The minister emphasized that while he acknowledges the local government’s statutory claim to street naming, it remains a severe administrative infraction to arbitrarily slap individual names onto highways and layouts financed entirely by the federal government without official clearance.

“Let me warn the Chairman of AMAC: give names to streets where you put your money. Don’t wait for us to construct roads, then we wake up in the morning to see the names of streets being named after people we don’t know. Don’t use us to collect revenue. Carry your own money to construct roads, then name them after those you want.”
— Barrister Nyesom Wike, FCT Minister
Wike, drawing from his personal administrative history as a former local government chairman in Rivers State, noted that “condition make crayfish bend,” pointing out that federal or state authorization must be formally secured whenever superior government tiers execute local infrastructure.
The Jurisdiction vs.
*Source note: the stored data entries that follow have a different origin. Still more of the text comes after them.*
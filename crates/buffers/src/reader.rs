//! Bounds-checked binary reader with cursor tracking.

use std::str;

use crate::BufferError;

/// A binary reader over a borrowed byte slice.
///
/// Every read is checked against `end` and returns
/// [`BufferError::EndOfBuffer`] instead of panicking, leaving the cursor
/// where it was. A decoder can therefore tell "ran out of bytes" apart from
/// any other failure.
///
/// # Example
///
/// ```
/// use typepack_buffers::{BufferError, Reader};
///
/// let data = [0x01, 0x02, 0x03];
/// let mut reader = Reader::new(&data);
///
/// assert_eq!(reader.try_u8(), Ok(0x01));
/// assert_eq!(reader.try_u16(), Ok(0x0203));
/// assert_eq!(reader.try_u8(), Err(BufferError::EndOfBuffer));
/// ```
#[derive(Debug, Clone)]
pub struct Reader<'a> {
    /// Input bytes.
    pub uint8: &'a [u8],
    /// Current cursor position.
    pub x: usize,
    /// End position (exclusive).
    pub end: usize,
}

impl<'a> Reader<'a> {
    /// Creates a new reader for the given byte slice.
    pub fn new(uint8: &'a [u8]) -> Self {
        let end = uint8.len();
        Self { uint8, x: 0, end }
    }

    /// Creates a reader starting at `x`. Positions past the end are clamped.
    pub fn at(uint8: &'a [u8], x: usize) -> Self {
        let end = uint8.len();
        Self {
            uint8,
            x: x.min(end),
            end,
        }
    }

    /// Returns the number of remaining bytes.
    pub fn size(&self) -> usize {
        self.end - self.x
    }

    /// Checks that `n` more bytes are available from the current cursor.
    #[inline]
    fn check(&self, n: usize) -> Result<(), BufferError> {
        if n > self.size() {
            Err(BufferError::EndOfBuffer)
        } else {
            Ok(())
        }
    }

    #[inline]
    fn take<const N: usize>(&mut self) -> Result<[u8; N], BufferError> {
        self.check(N)?;
        let mut out = [0u8; N];
        out.copy_from_slice(&self.uint8[self.x..self.x + N]);
        self.x += N;
        Ok(out)
    }

    /// Reads an unsigned 8-bit integer.
    #[inline]
    pub fn try_u8(&mut self) -> Result<u8, BufferError> {
        self.check(1)?;
        let val = self.uint8[self.x];
        self.x += 1;
        Ok(val)
    }

    #[inline]
    pub fn try_i8(&mut self) -> Result<i8, BufferError> {
        self.try_u8().map(|v| v as i8)
    }

    #[inline]
    pub fn try_u16(&mut self) -> Result<u16, BufferError> {
        self.take().map(u16::from_be_bytes)
    }

    #[inline]
    pub fn try_i16(&mut self) -> Result<i16, BufferError> {
        self.take().map(i16::from_be_bytes)
    }

    #[inline]
    pub fn try_u32(&mut self) -> Result<u32, BufferError> {
        self.take().map(u32::from_be_bytes)
    }

    #[inline]
    pub fn try_i32(&mut self) -> Result<i32, BufferError> {
        self.take().map(i32::from_be_bytes)
    }

    #[inline]
    pub fn try_u64(&mut self) -> Result<u64, BufferError> {
        self.take().map(u64::from_be_bytes)
    }

    #[inline]
    pub fn try_i64(&mut self) -> Result<i64, BufferError> {
        self.take().map(i64::from_be_bytes)
    }

    #[inline]
    pub fn try_f32(&mut self) -> Result<f32, BufferError> {
        self.take().map(f32::from_be_bytes)
    }

    #[inline]
    pub fn try_f64(&mut self) -> Result<f64, BufferError> {
        self.take().map(f64::from_be_bytes)
    }

    /// Reads `size` raw bytes and advances the cursor.
    pub fn try_buf(&mut self, size: usize) -> Result<&'a [u8], BufferError> {
        self.check(size)?;
        let x = self.x;
        let end = x + size;
        let bin = &self.uint8[x..end];
        self.x = end;
        Ok(bin)
    }

    /// Reads a UTF-8 string of `size` bytes.
    ///
    /// On invalid UTF-8 the cursor is left at the start of the string.
    pub fn try_utf8(&mut self, size: usize) -> Result<&'a str, BufferError> {
        self.check(size)?;
        let start = self.x;
        let s = str::from_utf8(&self.uint8[start..start + size])
            .map_err(|_| BufferError::InvalidUtf8)?;
        self.x += size;
        Ok(s)
    }

    /// Splits off a reader over the next `size` bytes and advances past them.
    ///
    /// The returned reader cannot see anything beyond those `size` bytes.
    pub fn try_cut(&mut self, size: usize) -> Result<Reader<'a>, BufferError> {
        let bin = self.try_buf(size)?;
        Ok(Reader::new(bin))
    }
}

#[cfg(test)]
mod tests {
    use super::*;

    #[test]
    fn test_u8() {
        let data = [0x01, 0x02, 0x03];
        let mut reader = Reader::new(&data);
        assert_eq!(reader.try_u8(), Ok(0x01));
        assert_eq!(reader.try_u8(), Ok(0x02));
        assert_eq!(reader.size(), 1);
    }

    #[test]
    fn test_u8_out_of_bounds() {
        let mut reader = Reader::new(&[]);
        assert_eq!(reader.try_u8(), Err(BufferError::EndOfBuffer));
        assert_eq!(reader.x, 0);
    }

    #[test]
    fn test_multi_byte_reads_big_endian() {
        let data = [
            0x01, 0x02, 0x03, 0x04, 0x05, 0x06, 0x07, 0x08, 0x09, 0x0a, 0x0b, 0x0c, 0x0d, 0x0e,
        ];
        let mut reader = Reader::new(&data);
        assert_eq!(reader.try_u16(), Ok(0x0102));
        assert_eq!(reader.try_u32(), Ok(0x03040506));
        assert_eq!(reader.try_u64(), Ok(0x0708090a0b0c0d0e));
    }

    #[test]
    fn test_signed_reads() {
        let data = [0xff, 0xff, 0xfe, 0xff, 0xff, 0xff, 0xfd];
        let mut reader = Reader::new(&data);
        assert_eq!(reader.try_i8(), Ok(-1));
        assert_eq!(reader.try_i16(), Ok(-2));
        assert_eq!(reader.try_i32(), Ok(-3));
    }

    #[test]
    fn test_i64_and_floats() {
        let mut data = Vec::new();
        data.extend_from_slice(&(-5i64).to_be_bytes());
        data.extend_from_slice(&1.5f32.to_be_bytes());
        data.extend_from_slice(&(-0.125f64).to_be_bytes());
        let mut reader = Reader::new(&data);
        assert_eq!(reader.try_i64(), Ok(-5));
        assert_eq!(reader.try_f32(), Ok(1.5));
        assert_eq!(reader.try_f64(), Ok(-0.125));
        assert_eq!(reader.size(), 0);
    }

    #[test]
    fn test_short_read_leaves_cursor() {
        let data = [0x01, 0x02, 0x03];
        let mut reader = Reader::new(&data);
        reader.try_u8().unwrap();
        assert_eq!(reader.try_u32(), Err(BufferError::EndOfBuffer));
        assert_eq!(reader.x, 1);
        assert_eq!(reader.try_u16(), Ok(0x0203));
    }

    #[test]
    fn test_buf_and_utf8() {
        let data = b"\x01hello";
        let mut reader = Reader::new(data);
        assert_eq!(reader.try_buf(1), Ok(&[0x01][..]));
        assert_eq!(reader.try_buf(6), Err(BufferError::EndOfBuffer));
        assert_eq!(reader.try_utf8(5), Ok("hello"));
    }

    #[test]
    fn test_invalid_utf8() {
        let data = [0xff, 0xfe];
        let mut reader = Reader::new(&data);
        assert_eq!(reader.try_utf8(2), Err(BufferError::InvalidUtf8));
        assert_eq!(reader.x, 0);
    }

    #[test]
    fn test_at_offset() {
        let data = [0x00, 0x00, 0x2a];
        let mut reader = Reader::at(&data, 2);
        assert_eq!(reader.try_u8(), Ok(0x2a));
        let reader = Reader::at(&data, 10);
        assert_eq!(reader.size(), 0);
    }

    #[test]
    fn test_cut_isolates_payload() {
        let data = [0x01, 0x02, 0x03, 0x04];
        let mut reader = Reader::new(&data);
        let mut sub = reader.try_cut(2).unwrap();
        assert_eq!(reader.try_u8(), Ok(0x03));
        assert_eq!(sub.try_u16(), Ok(0x0102));
        assert_eq!(sub.try_u8(), Err(BufferError::EndOfBuffer));
    }
}
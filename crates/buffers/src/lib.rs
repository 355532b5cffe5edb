//! Byte buffers used by the typepack codec.
//!
//! [`Writer`] is the encode side: a growable buffer with a single write
//! cursor. [`Reader`] is the decode side: a cursor over a borrowed slice whose
//! every read is checked against the end of the input.
//!
//! All multi-byte values are big-endian.

mod reader;
mod writer;

pub use reader::Reader;
pub use writer::Writer;

use thiserror::Error;

/// Error returned by bounds-checked [`Reader`] operations.
#[derive(Debug, Error, Clone, Copy, PartialEq, Eq)]
pub enum BufferError {
    #[error("read past end of buffer")]
    EndOfBuffer,
    #[error("invalid UTF-8")]
    InvalidUtf8,
}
Monetization Breakdown
The fierce public rebuke spotlights an ongoing under-the-table racketeering network within the municipal territory, where highly placed council brokers allegedly “sell” street-naming slots to wealthy individuals for millions of Naira without centralized urban planning oversight.
| Administrative Tier | Financial Responsibility | Legitimate Authority | Key Conflict Flashpoint |
| FCT Administration (FCTA) | Allocates massive capital expenditure for metropolitan connectivity, asphalt layouts, and district engineering. | Retains ultimate authority over federal territory modifications and primary city centers. | Accuses AMAC of unilaterally mounting nameboards on freshly asphalted federal bypasses immediately after construction. |
| Abuja Municipal Area Council (AMAC) | Manages grassroots and local council internal revenue generation mechanisms. | Holds statutory local government functions for community registry and municipal identification. | Allegedly operates a transactional “cash-for-street-names” system targeting affluent individuals to bypass federal vetting. |
He Who Pays the Piper: Akpabio’s Brutal Pushback
Corroborating the minister’s stance, Senate President Godswill Akpabio warned that the National Assembly and the presidency would no longer tolerate the visual devaluation of national infrastructure.
Akpabio emphasized that public infrastructure must be used as a tool to genuinely immortalize figures who have made historic, verifiable contributions to Nigerian society—such as outstanding sports icons, statesmen, and philanthropists—rather than being traded off to the highest bidder.
“It’s important for you to note that he who pays the piper detects the tune,” Akpabio stated directly to the AMAC boss. “So if you wanted to name this road after just anybody, you should have constructed it. It’s not when the federal government has finished that you would find one palm wine tapper in your village and name the road after the person.”
With the Gaduwa District roads officially opened to the public, the FCTA has placed its task forces and mobile enforcement teams on standby. Moving forward, any street signs mounted on federally constructed corridors without an explicit written sign-off from the Office of the FCT Minister will be dismantled as illegal structures, marking a definitive end to unauthorized municipal revenue racketeering in the heart of Abuja.